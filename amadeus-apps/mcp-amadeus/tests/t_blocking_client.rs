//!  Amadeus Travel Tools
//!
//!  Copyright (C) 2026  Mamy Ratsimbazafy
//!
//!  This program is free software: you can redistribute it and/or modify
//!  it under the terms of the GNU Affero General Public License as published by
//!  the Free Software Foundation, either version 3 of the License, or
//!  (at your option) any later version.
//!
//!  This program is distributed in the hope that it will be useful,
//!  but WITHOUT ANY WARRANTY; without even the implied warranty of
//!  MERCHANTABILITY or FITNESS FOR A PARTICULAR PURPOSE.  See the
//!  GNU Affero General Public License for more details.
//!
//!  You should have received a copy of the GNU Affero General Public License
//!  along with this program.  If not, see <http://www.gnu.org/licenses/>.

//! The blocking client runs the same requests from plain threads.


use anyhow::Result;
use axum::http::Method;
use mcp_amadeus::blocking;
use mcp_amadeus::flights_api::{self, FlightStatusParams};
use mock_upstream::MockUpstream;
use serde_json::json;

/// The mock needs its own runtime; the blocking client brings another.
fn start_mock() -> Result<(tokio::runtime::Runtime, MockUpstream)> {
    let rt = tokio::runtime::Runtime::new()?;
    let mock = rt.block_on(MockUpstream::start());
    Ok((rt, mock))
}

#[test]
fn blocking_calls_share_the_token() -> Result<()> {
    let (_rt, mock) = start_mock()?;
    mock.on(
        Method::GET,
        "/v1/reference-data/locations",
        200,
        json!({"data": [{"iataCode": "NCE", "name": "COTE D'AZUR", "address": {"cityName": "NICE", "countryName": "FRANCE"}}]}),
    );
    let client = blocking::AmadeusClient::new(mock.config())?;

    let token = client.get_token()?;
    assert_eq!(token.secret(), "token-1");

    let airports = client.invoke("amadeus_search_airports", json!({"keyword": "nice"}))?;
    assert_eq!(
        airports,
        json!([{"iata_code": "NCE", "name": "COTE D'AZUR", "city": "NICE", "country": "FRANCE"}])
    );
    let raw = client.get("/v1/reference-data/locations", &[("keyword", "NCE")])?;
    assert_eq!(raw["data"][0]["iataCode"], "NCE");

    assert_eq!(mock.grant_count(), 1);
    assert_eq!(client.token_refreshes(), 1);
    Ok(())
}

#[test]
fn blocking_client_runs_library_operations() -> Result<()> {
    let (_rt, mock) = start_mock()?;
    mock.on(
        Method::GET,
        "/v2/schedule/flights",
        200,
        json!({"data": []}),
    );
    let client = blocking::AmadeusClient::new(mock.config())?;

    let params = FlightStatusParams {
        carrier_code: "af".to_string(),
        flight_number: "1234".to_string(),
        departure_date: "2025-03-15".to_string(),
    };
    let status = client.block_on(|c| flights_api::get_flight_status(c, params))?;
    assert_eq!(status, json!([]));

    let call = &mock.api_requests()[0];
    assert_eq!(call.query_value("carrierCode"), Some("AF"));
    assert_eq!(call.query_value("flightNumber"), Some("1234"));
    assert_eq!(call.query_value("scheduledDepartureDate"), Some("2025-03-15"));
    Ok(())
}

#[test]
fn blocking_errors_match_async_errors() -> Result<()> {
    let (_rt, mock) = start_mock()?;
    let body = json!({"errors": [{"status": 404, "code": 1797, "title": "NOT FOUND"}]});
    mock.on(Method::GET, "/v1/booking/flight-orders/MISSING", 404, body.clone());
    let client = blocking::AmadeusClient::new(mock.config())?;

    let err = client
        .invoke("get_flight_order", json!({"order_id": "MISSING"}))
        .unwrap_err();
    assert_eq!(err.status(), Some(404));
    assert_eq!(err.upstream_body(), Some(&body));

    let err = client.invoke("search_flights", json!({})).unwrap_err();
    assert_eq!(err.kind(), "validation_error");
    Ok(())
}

• [Goal of the exercise]: Each line from the one with "fn blocking_errors_match_async_errors() ->" through the end of the records above should be written out exactly. No other line should appear.

• [Written solution]:
fn blocking_errors_match_async_errors() -> Result<()> {
    let (_rt, mock) = start_mock()?;
    let body = json!({"errors": [{"status": 404, "code": 1797, "title": "NOT FOUND"}]});
    mock.on(Method::GET, "/v1/booking/flight-orders/MISSING", 404, body.clone());
    let client = blocking::AmadeusClient::new(mock.config())?;

    let err = client
        .invoke("get_flight_order", json!({"order_id": "MISSING"}))
        .unwrap_err();
    assert_eq!(err.status(), Some(404));
    assert_eq!(err.upstream_body(), Some(&body));

    let err = client.invoke("search_flights", json!({})).unwrap_err();
    assert_eq!(err.kind(), "validation_error");
    Ok(())
}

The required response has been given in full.